The Joy of Vulnerability

The 4th Sunday of Easter is traditionally celebrated as Good Shepherd Sunday. All our readings this morning had to do with sheep and shepherds—but I’m not going to talk about any of that. I want to focus on the last line of the gospel. Jesus said, “I came that you may have life, and have it abundantly.”
Part of this abundant life is to talk about the joy of being vulnerable. That’s a strange concept. We don’t like to be vulnerable. “Never let them see you sweat”, the commercial tells us. So where’s the joy?
The idea comes from the work of Brene Brown, who researches vulnerability, courage, and shame. She started her research convinced that life is all about connection, about connecting with ourselves, with others, and with God. This is what gives meaning and purpose to life, she thought.
But as she began to talk to people, they told about being disconnected. Instead of being loved, they told stories of heartbreak … of not being good enough, not being smart enough, not being beautiful enough. They told stories about shame and fear, what she calls “excruciating vulnerability.”
So she decided to change her research focus, to study vulnerability, figure it out, and then outsmart it.
In thousands of stories and interviews, she discovered that people who have a strong sense of worthiness also have a strong sense of love and belonging, and — most surprisingly of all — that they were willing to be vulnerable. They had the courage to embrace their vulnerability, believing that what made them vulnerable also made them beautiful.
It smacked her upside the head like a baseball bat.
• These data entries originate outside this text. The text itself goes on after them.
#[cfg(test)]
mod tests {
    use super::*;
    use crate::notify::RecordingNotifier;
    use bite_core::NotificationKind;
    use bite_store::{DurableStore, MemoryStore, Storage, CART_KEY};

    fn item(id: &str, cents: i64) -> CatalogItem {
        CatalogItem::new(id, format!("Dish {}", id), Money::from_cents(cents))
    }

    struct Harness {
        backend: MemoryStore,
        notifier: RecordingNotifier,
        engine: CartEngine,
    }

    fn harness_with(backend: MemoryStore) -> Harness {
        let notifier = RecordingNotifier::new();
        let storage = Storage::with_store(backend.clone());
        let engine = CartEngine::open(storage.cart(), Arc::new(notifier.clone()));
        Harness {
            backend,
            notifier,
            engine,
        }
    }

    fn harness() -> Harness {
        harness_with(MemoryStore::new())
    }

    fn assert_totals_hold(cart: &Cart) {
        let items: u64 = cart.entries().iter().map(|e| e.quantity as u64).sum();
        let amount: Money = cart.entries().iter().map(|e| e.line_total()).sum();
        assert_eq!(cart.total_items(), items);
        assert_eq!(cart.total_amount(), amount);
        assert!(cart.entries().iter().all(|e| e.quantity > 0));
    }

    #[test]
    fn test_huge_quantity_saturates() {
        let mut h = harness();
        let pizza = item("p1", 999);

        let cart = h.engine.add_item(&pizza, i64::MAX, None);
        assert_eq!(cart.entries()[0].quantity, u32::MAX);
        assert_eq!(cart.total_items(), u32::MAX as u64);
        assert_eq!(cart.total_amount(), Money::from_cents(999 * u32::MAX as i64));
        assert_totals_hold(cart);
        assert_eq!(h.notifier.drain().len(), 1);

        let cart = h.engine.add_item(&pizza, 5, None);
        assert_eq!(cart.entries()[0].quantity, u32::MAX);
        assert!(h.notifier.all().is_empty());
    }

    #[test]
    fn test_open_discards_overflowing_record() {
        let backend = MemoryStore::new();
        let raw = r#"[{"id":"e1","item":{"id":"p1","name":"Gold Pizza","description":"","price":5000000000000000000,"image":"","category":"Pizza","isVegetarian":false,"isAvailable":true,"preparationTime":20},"quantity":2}]"#;
        backend.set(CART_KEY, raw).unwrap();

        let h = harness_with(backend);
        assert!(h.engine.is_empty());
        assert_eq!(h.engine.total_amount(), Money::zero());
        assert!(!h.backend.contains(CART_KEY));
    }

    #[test]
    fn test_add_new_item() {
        let mut h = harness();
        let cart = h.engine.add_item(&item("p1", 999), 1, None);

        assert_eq!(cart.entries().len(), 1);
        assert_eq!(cart.entries()[0].quantity, 1);
        assert_eq!(cart.total_amount(), Money::from_cents(999));

        let toast = h.notifier.last().unwrap();
        assert_eq!(toast.kind, NotificationKind::Success);
        assert_eq!(toast.title, "Added to Cart");
        assert_eq!(toast.message, "Dish p1 has been added to your cart.");
    }

    #[test]
    fn test_add_same_item_merges() {
        let mut h = harness();
        let p1 = item("p1", 999);

        h.engine.add_item(&p1, 1, None);
        let cart = h.engine.add_item(&p1, 2, None);

        assert_eq!(cart.entries().len(), 1);
        assert_eq!(cart.entries()[0].quantity, 3);
        assert_eq!(cart.total_amount(), Money::from_cents(2997));
        assert_eq!(h.engine.quantity_of("p1"), 3);
    }

    #[test]
    fn test_add_unavailable_item_is_rejected() {
        let mut h = harness();
        h.engine.add_item(&item("p1", 999), 1, None);
        let before = h.engine.snapshot().clone();

        let p2 = CatalogItem {
            is_available: false,
            ..item("p2", 500)
        };
        let cart = h.engine.add_item(&p2, 1, None);

        assert_eq!(cart, &before);
        let toast = h.notifier.last().unwrap();
        assert_eq!(toast.kind, NotificationKind::Destructive);
        assert_eq!(toast.title, "Item Unavailable");
        assert_eq!(toast.message, "Dish p2 is currently not available.");
    }

    #[test]
    fn test_add_non_positive_quantity_is_noop() {
        let mut h = harness();
        h.engine.add_item(&item("p1", 999), 0, None);
        h.engine.add_item(&item("p1", 999), -3, None);

        assert!(h.engine.is_empty());
        assert!(h.notifier.all().is_empty());
        assert!(!h.backend.contains(CART_KEY));
    }

    #[test]
    fn test_instructions_only_on_new_entries() {
        let mut h = harness();
        let p1 = item("p1", 999);

        h.engine.add_item(&p1, 1, Some("no onions".to_string()));
        h.engine.add_item(&p1, 1, Some("extra cheese".to_string()));

        assert_eq!(
            h.engine.entries()[0].special_instructions.as_deref(),
            Some("no onions")
        );
    }

    #[test]
    fn test_set_quantity_zero_removes() {
        let mut h = harness();
        h.engine.add_item(&item("p1", 999), 2, None);
        h.engine.add_item(&item("p2", 100), 1, None);
        let entry_id = h.engine.entries()[0].id.clone();
        h.notifier.drain();

        let cart = h.engine.set_quantity(&entry_id, 0);

        assert_eq!(cart.entries().len(), 1);
        assert_eq!(cart.total_items(), 1);
        assert!(h.notifier.all().is_empty());
    }

    #[test]
    fn test_set_quantity_overwrites() {
        let mut h = harness();
        h.engine.add_item(&item("p1", 999), 2, None);
        let entry_id = h.engine.entries()[0].id.clone();

        h.engine.set_quantity(&entry_id, 5);
        assert_eq!(h.engine.total_items(), 5);

        h.engine.set_quantity("missing", 9);
        assert_eq!(h.engine.total_items(), 5);
    }

    #[test]
    fn test_remove_notifies_only_on_change() {
        let mut h = harness();
        h.engine.add_item(&item("p1", 999), 1, None);
        let entry_id = h.engine.entries()[0].id.clone();
        h.notifier.drain();

        h.engine.remove_item("missing");
        assert!(h.notifier.all().is_empty());

        h.engine.remove_item(&entry_id);
        assert!(h.engine.is_empty());
        assert_eq!(h.notifier.drain()[0].title, "Removed from Cart");
    }

    #[test]
    fn test_every_change_is_persisted() {
        let mut h = harness();
        h.engine.add_item(&item("p1", 999), 2, Some("well done".to_string()));
        h.engine.add_item(&item("p2", 450), 1, None);

        let raw = h.backend.get(CART_KEY).unwrap().unwrap();
        let stored: Vec<CartEntry> = serde_json::from_str(&raw).unwrap();
        assert_eq!(stored, h.engine.entries());
    }

    #[test]
    fn test_reopen_restores_entries() {
        let backend = MemoryStore::new();
        let mut first = harness_with(backend.clone());
        first.engine.add_item(&item("p1", 999), 2, None);
        first.engine.add_item(&item("p2", 450), 1, None);
        let expected = first.engine.snapshot().clone();
        drop(first);

        let second = harness_with(backend);
        assert_eq!(second.engine.snapshot(), &expected);
    }

    #[test]
    fn test_corrupt_store_starts_empty() {
        let backend = MemoryStore::new();
        backend.set(CART_KEY, "{not json").unwrap();

        let h = harness_with(backend);
        assert!(h.engine.is_empty());
        assert!(!h.backend.contains(CART_KEY));
    }

    #[test]
    fn test_clear_removes_key() {
        let mut h = harness();
        h.engine.add_item(&item("p1", 999), 1, None);
        assert!(h.backend.contains(CART_KEY));

        let cart = h.engine.clear();
        assert!(cart.is_empty());
        assert!(!h.backend.contains(CART_KEY));
    }

    #[test]
    fn test_totals_hold_after_every_step() {
        let mut h = harness();
        let dishes = [item("a", 1299), item("b", 349), item("c", 1)];

        for (i, dish) in dishes.iter().cycle().take(9).enumerate() {
            assert_totals_hold(h.engine.add_item(dish, (i % 3) as i64 + 1, None));
        }
        assert_eq!(h.engine.entries().len(), 3);

        let ids: Vec<String> = h.engine.entries().iter().map(|e| e.id.clone()).collect();
        assert_totals_hold(h.engine.set_quantity(&ids[0], 4));
        assert_totals_hold(h.engine.set_quantity(&ids[1], -1));
        assert_totals_hold(h.engine.remove_item(&ids[2]));
        assert_totals_hold(h.engine.clear());
    }

    #[test]
    fn test_cart_state_shares_engine() {
        let h = harness();
        let state = CartState::new(h.engine);

        state.with_engine_mut(|engine| {
            engine.add_item(&item("p1", 999), 1, None);
        });
        assert_eq!(state.with_engine(|engine| engine.total_items()), 1);
    }

    #[test]
    fn test_cart_response_includes_checkout_totals() {
        let mut h = harness();
        h.engine.add_item(&item("p1", 1000), 1, None);

        let response = CartResponse::new(h.engine.snapshot(), &PricingRules::default());
        assert_eq!(response.totals.delivery_fee, Money::from_cents(299));
        assert_eq!(response.totals.tax, Money::from_cents(80));
        assert_eq!(response.totals.total, Money::from_cents(1379));

        let json = serde_json::to_value(&response).unwrap();
        assert_eq!(json["totalItems"], 1);
        assert!(json["totals"]["deliveryFee"].is_number());
    }
}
The purpose of research, she says, is to study things so you can control and predict stuff. And what she discovered was that to be connected meant to give up being able to control and predict. To be connected was to be vulnerable. “Vulnerability is at the heart of shame and fear and our struggle for worthiness, but it appears that it’s also the birthplace of joy, of creativity, of belonging, of love.”
We don’t like to be vulnerable, and usually we try to deal with vulnerability by numbing it … by pushing it down … by hiding it so we don’t have to face it. We cover it up. We have a martini. We go shopping. We try to make ourselves look perfect. We pretend that everything’s ok.
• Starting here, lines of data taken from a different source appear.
//! # Address Repository
//!
//! The saved delivery address under [`DELIVERY_ADDRESS_KEY`]. Written by
//! checkout after the address form passes validation; the cart engine never
//! touches it.

use std::sync::Arc;

use tracing::{debug, warn};

use bite_core::DeliveryAddress;

use crate::backend::DurableStore;
use crate::error::{StoreError, StoreResult};
use crate::DELIVERY_ADDRESS_KEY;

#[derive(Clone)]
pub struct AddressRepository {
    store: Arc<dyn DurableStore>,
}

impl AddressRepository {
    pub fn new(store: Arc<dyn DurableStore>) -> Self {
        AddressRepository { store }
    }

    /// Returns the saved address, if any.
    ///
    /// A value that fails to parse is logged and reported as absent. It is
    /// left in place; the next [`save`](Self::save) replaces it.
    pub fn load(&self) -> StoreResult<Option<DeliveryAddress>> {
        let Some(raw) = self.store.get(DELIVERY_ADDRESS_KEY)? else {
            return Ok(None);
        };

        match serde_json::from_str::<DeliveryAddress>(&raw) {
            Ok(address) => Ok(Some(address)),
            Err(e) => {
                warn!(error = %e, "Ignoring malformed saved address");
                Ok(None)
            }
        }
    }

    pub fn save(&self, address: &DeliveryAddress) -> StoreResult<()> {
        let raw = serde_json::to_string(address).map_err(|source| StoreError::Encode {
            key: DELIVERY_ADDRESS_KEY.to_string(),
            source,
        })?;

        self.store.set(DELIVERY_ADDRESS_KEY, &raw)?;
        debug!(city = %address.city, "Saved delivery address");
        Ok(())
    }
}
It occurs to me that this is partly what that first Easter was all about. There is so much pain, confusion and vulnerability in all these stories.
Easter morning — the women come to the tomb to prepare Jesus’ body for final burial. But the tomb is empty. And they don’t have a clue what’s going on.
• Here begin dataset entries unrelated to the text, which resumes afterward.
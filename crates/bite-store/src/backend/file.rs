//! JSON-file backend.
//!
//! The whole store is one JSON object of string values:
//!
//! ```text
//! {
//!   "cart": "[{\"id\":\"…\",\"item\":{…},\"quantity\":2}]",
//!   "deliveryAddress": "{\"street\":\"123 Main Street\",…}"
//! }
//! ```
//!
//! Values are cached in memory and every write rewrites the file through a
//! temporary sibling followed by a rename, so a crash mid-write leaves the
//! previous file intact.

use std::collections::BTreeMap;
use std::fs;
use std::io::ErrorKind;
use std::path::{Path, PathBuf};
use std::sync::Mutex;

use tracing::{debug, info};

use super::DurableStore;
use crate::error::{StoreError, StoreResult};

type Values = BTreeMap<String, String>;

#[derive(Debug)]
pub struct FileStore {
    path: PathBuf,
    values: Mutex<Values>,
}

impl FileStore {
    /// Opens (or creates on first write) the store file at `path`.
    ///
    /// Missing parent directories are created. An existing file that is not a
    /// JSON object of strings is rejected with
    /// [`StoreError::CorruptBackingFile`] rather than silently overwritten.
    pub fn open(path: impl Into<PathBuf>) -> StoreResult<Self> {
        let path = path.into();

        if let Some(parent) = path.parent().filter(|p| !p.as_os_str().is_empty()) {
            fs::create_dir_all(parent).map_err(|e| StoreError::io(parent, e))?;
        }

        let values = match fs::read_to_string(&path) {
            Ok(raw) if raw.trim().is_empty() => Values::new(),
            Ok(raw) => serde_json::from_str::<Values>(&raw).map_err(|e| {
                StoreError::CorruptBackingFile {
                    path: path.clone(),
                    reason: e.to_string(),
                }
            })?,
            Err(e) if e.kind() == ErrorKind::NotFound => Values::new(),
            Err(e) => return Err(StoreError::io(&path, e)),
        };

        info!(path = %path.display(), keys = values.len(), "Opened file store");

        Ok(FileStore {
            path,
            values: Mutex::new(values),
        })
    }

    pub fn path(&self) -> &Path {
        &self.path
    }

    fn flush(&self, key: &str, values: &Values) -> StoreResult<()> {
        let raw = serde_json::to_string_pretty(values).map_err(|source| StoreError::Encode {
            key: key.to_string(),
            source,
        })?;

        let tmp = self.path.with_extension("json.tmp");
        fs::write(&tmp, raw).map_err(|e| StoreError::io(&tmp, e))?;
        fs::rename(&tmp, &self.path).map_err(|e| StoreError::io(&self.path, e))?;

        debug!(path = %self.path.display(), key, "Store flushed");
        Ok(())
    }

    /// Applies `change` to a copy of the values, writes it out, and only then
    /// swaps it in. A failed write leaves the cache matching the file.
    fn update(&self, key: &str, change: impl FnOnce(&mut Values)) -> StoreResult<()> {
        let mut values = self.values.lock().map_err(|_| StoreError::Poisoned)?;

        let mut next = values.clone();
        change(&mut next);
        self.flush(key, &next)?;

        *values = next;
        Ok(())
    }
}

impl DurableStore for FileStore {
    fn get(&self, key: &str) -> StoreResult<Option<String>> {
        let values = self.values.lock().map_err(|_| StoreError::Poisoned)?;
        Ok(values.get(key).cloned())
    }

    fn set(&self, key: &str, value: &str) -> StoreResult<()> {
        self.update(key, |values| {
            values.insert(key.to_string(), value.to_string());
        })
    }

    fn remove(&self, key: &str) -> StoreResult<()> {
        if self.get(key)?.is_none() {
            return Ok(());
        }

        self.update(key, |values| {
            values.remove(key);
        })
    }
}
Mary stands outside the tomb weeping, and mistakes Jesus for the gardener, asking him where they’ve put the body.
Thomas won’t believe, he can’t believe that Jesus is alive “until I put my fingers in the holes in his hands and side.”
Two disciples walk home to Emmaus, blinded by grief, their hopes dashed.
Mark’s gospel ends with the notice that the women “fled from the tomb for terror and amazement had seized them; and they said nothing to anyone, for they were afraid.”
In Jesus, they had become connected. Now Jesus was gone, and they became incredibly vulnerable, and their lives were filled with pain.
The thing is that it’s exactly in these places where the early disciples meet the risen Lord. In their pain and vulnerability, joy and life and hope are born again.
That’s the message of Easter. In the midst of death, life triumphs. In the midst of confusion, God’s love surrounds us. In the midst of pain, God holds us close. In the midst of vulnerability, joy and creativity and life are born.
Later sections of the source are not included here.